Echinacea is generally not recommended for use by people with diseases of the immune system such as HIV, multiple sclerosis, or tuberculosis. The German government recommends against using echinacea if you have these conditions. Some researchers believe that echinacea could actually worsen these immune system problems.
Many people with HIV have used echinacea because it stimulates the immune system, or for short-term treatment of colds and the flu. The use of echinacea for people with HIV is controversial.

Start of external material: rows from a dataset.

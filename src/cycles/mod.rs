//! Cycle and feeder detection in functional graphs.
//!
//! In a general directed graph, enumerating cycles is expensive. Here, every node has at most
//! one outgoing edge, so each walk from a node is fully determined and cycles can be found
//! in linear time:
//!
//!  - Pick an unvisited start node and follow its successors, marking each node with the
//!    current *path id* and its position on the path.
//!  - Reaching a node marked with the *current* path id closes a new cycle (the nodes from
//!    that node's position onwards).
//!  - Reaching a node marked by an *earlier* path means the walk merged into an already
//!    resolved tail or cycle, and nothing new is found.
//!  - Reaching a node without a successor (possible in pruned graphs) ends the walk.
//!
//! [`CycleEnumeration`] implements this as a [`Generator`] that yields every cycle as soon as
//! it is closed. Feeders (nodes one step away from a cycle) and basin sizes are derived from
//! the cycles in a single pass over the graph.

mod cycle;
mod cycle_search;


use crate::graph::FunctionalGraph;
use cancel_this::Cancellable;
pub use cycle::Cycle;
pub use cycle_search::{CycleConfig, CycleSearchState, CycleSearchStep};
use computation_process::{Generator, Stateful};
use log::info;
use std::collections::{BTreeSet, HashMap};

/// Enumerate the cycles of a [`FunctionalGraph`].
pub type CycleEnumeration = Generator<CycleConfig, CycleSearchState, Cycle, CycleSearchStep>;

/// Everything the cycle analysis knows about a graph.
#[derive(Clone, PartialEq, Eq, Debug)]
#[cfg_attr(feature = "serde", derive(serde::Serialize, serde::Deserialize))]
pub struct CycleAnalysis {
    /// All cycles, ordered by their smallest node.
    pub cycles: Vec<Cycle>,
    /// Nodes outside of cycles whose successor is a cycle node.
    pub feeders: BTreeSet<u64>,
    /// `basin_sizes[i]` is the number of nodes (including the cycle itself) draining into
    /// `cycles[i]`.
    pub basin_sizes: Vec<usize>,
}

/// Find all cycles of `graph`, ordered by their smallest node.
pub fn find_cycles(graph: &FunctionalGraph) -> Cancellable<Vec<Cycle>> {
    let mut cycles = Vec::new();
    for cycle in CycleEnumeration::configure(graph, graph) {
        cycles.push(cycle?);
    }
    cycles.sort();
    Ok(cycles)
}

/// The union of all nodes of the given cycles.
pub fn cycle_nodes(cycles: &[Cycle]) -> BTreeSet<u64> {
    cycles
        .iter()
        .flat_map(|cycle| cycle.nodes().iter().copied())
        .collect()
}

/// All direct predecessors of `cycle_nodes` that are not cycle nodes themselves.
pub fn find_feeders(graph: &FunctionalGraph, cycle_nodes: &BTreeSet<u64>) -> BTreeSet<u64> {
    graph
        .edges()
        .filter(|(source, edge)| {
            cycle_nodes.contains(&edge.target) && !cycle_nodes.contains(source)
        })
        .map(|(source, _)| source)
        .collect()
}

/// For every cycle, count the nodes of `graph` whose walk ends in that cycle (the cycle
/// nodes included). Nodes whose walk ends at a node without successor belong to no basin.
pub fn basin_sizes(graph: &FunctionalGraph, cycles: &[Cycle]) -> Vec<usize> {
    let mut basin_of: HashMap<u64, Option<usize>> = HashMap::new();
    for (index, cycle) in cycles.iter().enumerate() {
        for node in cycle.nodes() {
            basin_of.insert(*node, Some(index));
        }
    }

    let mut sizes = vec![0usize; cycles.len()];
    let mut path = Vec::new();
    for start in graph.nodes() {
        let mut node = start;
        let basin = loop {
            if let Some(basin) = basin_of.get(&node) {
                break *basin;
            }
            path.push(node);
            match graph.successor(node) {
                Some(next) => node = next,
                None => break None,
            }
        };
        for visited in path.drain(..) {
            basin_of.insert(visited, basin);
        }
        if let Some(basin) = basin {
            sizes[basin] += 1;
        }
    }
    sizes
}

/// The subgraph handed to renderers: only edges `u -> v` where `u` is a cycle node or a
/// feeder and `v` is a cycle node.
pub fn core_subgraph(
    graph: &FunctionalGraph,
    cycle_nodes: &BTreeSet<u64>,
    feeders: &BTreeSet<u64>,
) -> FunctionalGraph {
    graph.restrict(|source, edge| {
        (cycle_nodes.contains(&source) || feeders.contains(&source))
            && cycle_nodes.contains(&edge.target)
    })
}

/// Run the complete cycle analysis of `graph`.
pub fn analyze(graph: &FunctionalGraph) -> Cancellable<CycleAnalysis> {
    let cycles = find_cycles(graph)?;
    let feeders = find_feeders(graph, &cycle_nodes(&cycles));
    let basin_sizes = basin_sizes(graph, &cycles);
    info!(
        "[width:{}] Found {} cycles ({} fixed points) and {} feeders.",
        graph.width(),
        cycles.len(),
        cycles.iter().filter(|it| it.is_fixed_point()).count(),
        feeders.len()
    );
    Ok(CycleAnalysis {
        cycles,
        feeders,
        basin_sizes,
    })
}
//! The functional graph induced by the Kaprekar map.
//!
//! Nodes are raw values or canonical signatures (see [`NodeKind`]) and every node that has
//! been assigned a successor has *exactly one* outgoing edge, because the map is a function.
//! Many edges can enter the same node, representing converging trajectories. Edges carry a
//! weight counting how many times they were inserted, which allows pruning of rarely visited
//! parts of graphs built from random samples.


use crate::digits::Width;
use crate::error::{KaprekarError, KaprekarResult};
use crate::log_graph;
use crate::trace::Trajectory;
use crate::transform::{NodeKind, Transformer};
use cancel_this::is_cancelled;
use log::{debug, info};
use std::collections::{BTreeMap, BTreeSet};

/// The single outgoing edge of a node.
#[derive(Copy, Clone, PartialEq, Eq, Hash, Debug)]
#[cfg_attr(feature = "serde", derive(serde::Serialize, serde::Deserialize))]
pub struct WeightedEdge {
    pub target: u64,
    pub weight: u64,
}

#[derive(Clone, PartialEq, Eq, Debug)]
#[cfg_attr(feature = "serde", derive(serde::Serialize, serde::Deserialize))]
pub struct FunctionalGraph {
    width: Width,
    kind: NodeKind,
    successors: BTreeMap<u64, WeightedEdge>,
    nodes: BTreeSet<u64>,
}

impl FunctionalGraph {
    /// Create an empty graph for nodes of the given width and kind.
    pub fn new(width: Width, kind: NodeKind) -> FunctionalGraph {
        FunctionalGraph {
            width,
            kind,
            successors: BTreeMap::new(),
            nodes: BTreeSet::new(),
        }
    }

    /// Build a graph from a batch of trajectories.
    pub fn from_trajectories<'a, I>(
        width: Width,
        kind: NodeKind,
        trajectories: I,
    ) -> KaprekarResult<FunctionalGraph>
    where
        I: IntoIterator<Item = &'a Trajectory>,
    {
        let mut graph = FunctionalGraph::new(width, kind);
        for trajectory in trajectories {
            graph.add_trajectory(trajectory)?;
        }
        info!("Built graph from trajectories ({}).", log_graph(&graph));
        Ok(graph)
    }

    /// Build the graph reachable from `seeds` directly, without recording trajectories.
    ///
    /// Each walk stops as soon as it reaches a node whose successor is already known, so
    /// every edge is computed exactly once and all edges have weight `1`. Exploring from
    /// every canonical signature yields the complete class graph.
    pub fn explore<I>(
        transformer: &Transformer,
        kind: NodeKind,
        seeds: I,
    ) -> KaprekarResult<FunctionalGraph>
    where
        I: IntoIterator<Item = u64>,
    {
        let width = transformer.width();
        let mut graph = FunctionalGraph::new(width, kind);
        let mut walks = 0usize;
        for seed in seeds {
            is_cancelled!()?;
            let mut current = transformer.node_of(width.check(seed)?, kind);
            graph.nodes.insert(current);
            while !graph.successors.contains_key(&current) {
                let next = transformer.step(current, kind);
                graph.successors.insert(
                    current,
                    WeightedEdge {
                        target: next,
                        weight: 1,
                    },
                );
                graph.nodes.insert(next);
                current = next;
            }
            walks += 1;
        }
        info!(
            "[width:{}] Explored {} seeds ({}).",
            width,
            walks,
            log_graph(&graph)
        );
        Ok(graph)
    }

    pub fn width(&self) -> Width {
        self.width
    }

    pub fn node_kind(&self) -> NodeKind {
        self.kind
    }

    pub fn node_count(&self) -> usize {
        self.nodes.len()
    }

    pub fn edge_count(&self) -> usize {
        self.successors.len()
    }

    /// Sum of all edge weights.
    pub fn total_weight(&self) -> u64 {
        self.successors.values().map(|edge| edge.weight).sum()
    }

    pub fn is_empty(&self) -> bool {
        self.nodes.is_empty()
    }

    pub fn contains(&self, node: u64) -> bool {
        self.nodes.contains(&node)
    }

    /// All nodes in increasing order.
    pub fn nodes(&self) -> impl Iterator<Item = u64> + '_ {
        self.nodes.iter().copied()
    }

    /// All edges, ordered by their source node.
    pub fn edges(&self) -> impl Iterator<Item = (u64, WeightedEdge)> + '_ {
        self.successors.iter().map(|(source, edge)| (*source, *edge))
    }

    /// The successor of `node`, if it has been assigned one.
    pub fn successor(&self, node: u64) -> Option<u64> {
        self.successors.get(&node).map(|edge| edge.target)
    }

    pub fn edge(&self, node: u64) -> Option<WeightedEdge> {
        self.successors.get(&node).copied()
    }

    /// Either `0` or `1`.
    pub fn out_degree(&self, node: u64) -> usize {
        usize::from(self.successors.contains_key(&node))
    }

    /// The reverse adjacency: for every node with at least one predecessor, the sorted
    /// list of its predecessors.
    pub fn predecessors(&self) -> BTreeMap<u64, Vec<u64>> {
        let mut reverse: BTreeMap<u64, Vec<u64>> = BTreeMap::new();
        for (source, edge) in &self.successors {
            reverse.entry(edge.target).or_default().push(*source);
        }
        reverse
    }

    /// Insert the edge `source -> target`, or increase its weight by `weight` if it exists.
    ///
    /// Fails with [`KaprekarError::InconsistentEdge`] if `source` already has a different
    /// successor. The graph is unchanged in that case.
    pub fn add_edge(&mut self, source: u64, target: u64, weight: u64) -> KaprekarResult<()> {
        self.check_edge(source, target)?;
        self.insert_edge(source, target, weight);
        Ok(())
    }

    /// Insert (or reinforce) every edge of `trajectory`, including the one closing its cycle.
    ///
    /// Either all edges are inserted or, on error, none of them.
    pub fn add_trajectory(&mut self, trajectory: &Trajectory) -> KaprekarResult<()> {
        self.check_compatible(trajectory.width(), trajectory.node_kind())?;
        for (source, target) in trajectory.edges() {
            self.check_edge(source, target)?;
        }
        for (source, target) in trajectory.edges() {
            self.insert_edge(source, target, 1);
        }
        Ok(())
    }

    /// Merge another graph into this one, adding up the weights of shared edges. Used to
    /// combine graphs built independently by parallel workers.
    ///
    /// Either the whole graph is merged or, on error, nothing is changed.
    pub fn merge(&mut self, other: &FunctionalGraph) -> KaprekarResult<()> {
        self.check_compatible(other.width, other.kind)?;
        for (source, edge) in &other.successors {
            self.check_edge(*source, edge.target)?;
        }
        for (source, edge) in &other.successors {
            self.insert_edge(*source, edge.target, edge.weight);
        }
        self.nodes.extend(other.nodes.iter().copied());
        debug!("Merged graph ({}).", log_graph(self));
        Ok(())
    }

    /// A copy of this graph without edges of weight below `min_weight` and without the
    /// nodes that are left with no incident edges.
    pub fn prune_by_weight(&self, min_weight: u64) -> FunctionalGraph {
        let pruned = self.restrict(|_, edge| edge.weight >= min_weight);
        debug!(
            "Pruned edges below weight {}: ({}) -> ({}).",
            min_weight,
            log_graph(self),
            log_graph(&pruned)
        );
        pruned
    }

    /// A copy of this graph retaining only the edges accepted by `keep`, and the nodes
    /// incident to them.
    pub fn restrict<F>(&self, keep: F) -> FunctionalGraph
    where
        F: Fn(u64, &WeightedEdge) -> bool,
    {
        let mut result = FunctionalGraph::new(self.width, self.kind);
        for (source, edge) in &self.successors {
            if keep(*source, edge) {
                result.insert_edge(*source, edge.target, edge.weight);
            }
        }
        result
    }

    fn insert_edge(&mut self, source: u64, target: u64, weight: u64) {
        self.successors
            .entry(source)
            .and_modify(|edge| edge.weight += weight)
            .or_insert(WeightedEdge { target, weight });
        self.nodes.insert(source);
        self.nodes.insert(target);
    }

    fn check_edge(&self, source: u64, target: u64) -> KaprekarResult<()> {
        match self.successors.get(&source) {
            Some(edge) if edge.target != target => Err(KaprekarError::InconsistentEdge {
                node: source,
                existing: edge.target,
                target,
            }),
            _ => Ok(()),
        }
    }

    fn check_compatible(&self, width: Width, kind: NodeKind) -> KaprekarResult<()> {
        if width == self.width && kind == self.kind {
            Ok(())
        } else {
            Err(KaprekarError::GraphMismatch {
                width: self.width.get(),
                kind: self.kind.as_str(),
                found_width: width.get(),
                found_kind: kind.as_str(),
            })
        }
    }
}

Some doctors believe that it is not a good idea to stimulate the immune system in people who have some type of immune disorder. Increasing the activation of CD4 cells could give HIV more “target cells” to infect. Other doctors believe that some parts of the immune system are already overactive, causing damage to healthy cells and tissues.
They are also concerned about an animal study showing that echinacea increased levels of tumor necrosis factor alpha (TNF-alpha), a substance produced by the immune system to kill unhealthy cells. High levels of TNF-alpha have been linked to the progression of HIV disease.
Unfortunately, as with most herbal products, there is no careful research in people with HIV. There is no published research to document any dangerous results from the use of echinacea by people with HIV. There is no research on the use of echinacea by pregnant women. They should be careful with tinctures due to their high alcohol content.
Some researchers believe that short-term use of echinacea (up to two weeks) to treat colds or flu does not present any serious risks to people with HIV. However, both AIDS researchers and herbalists warn against long-term use of echinacea.
There are no known side effects from internal or external use of echinacea. The warnings about negative effects of echinacea use in people with immune disorders are based on laboratory studies. There are no human studies that document these side effects.
Most interactions between herbs and medications have not been carefully studied. Echinacea has been shown to reduce blood levels of some antiretroviral medications. However, none of these interactions appear to be significant or to require dose adjustments. Tell your doctor if you are using herbal supplements.
Echinacea (purple coneflower) is a flowering plant used for respiratory problems and to stimulate the immune system. It is a very popular herb in the United States. There are hundreds of published research studies on echinacea, mostly done in Europe. These studies document echinacea’s effects on the immune system and its benefits for treating colds and flu.
Some researchers believe that echinacea’s effects on the immune system might cause problems for people with HIV. However, there are no published studies showing any harmful effects from echinacea. There may be no risk from using echinacea for less than two weeks.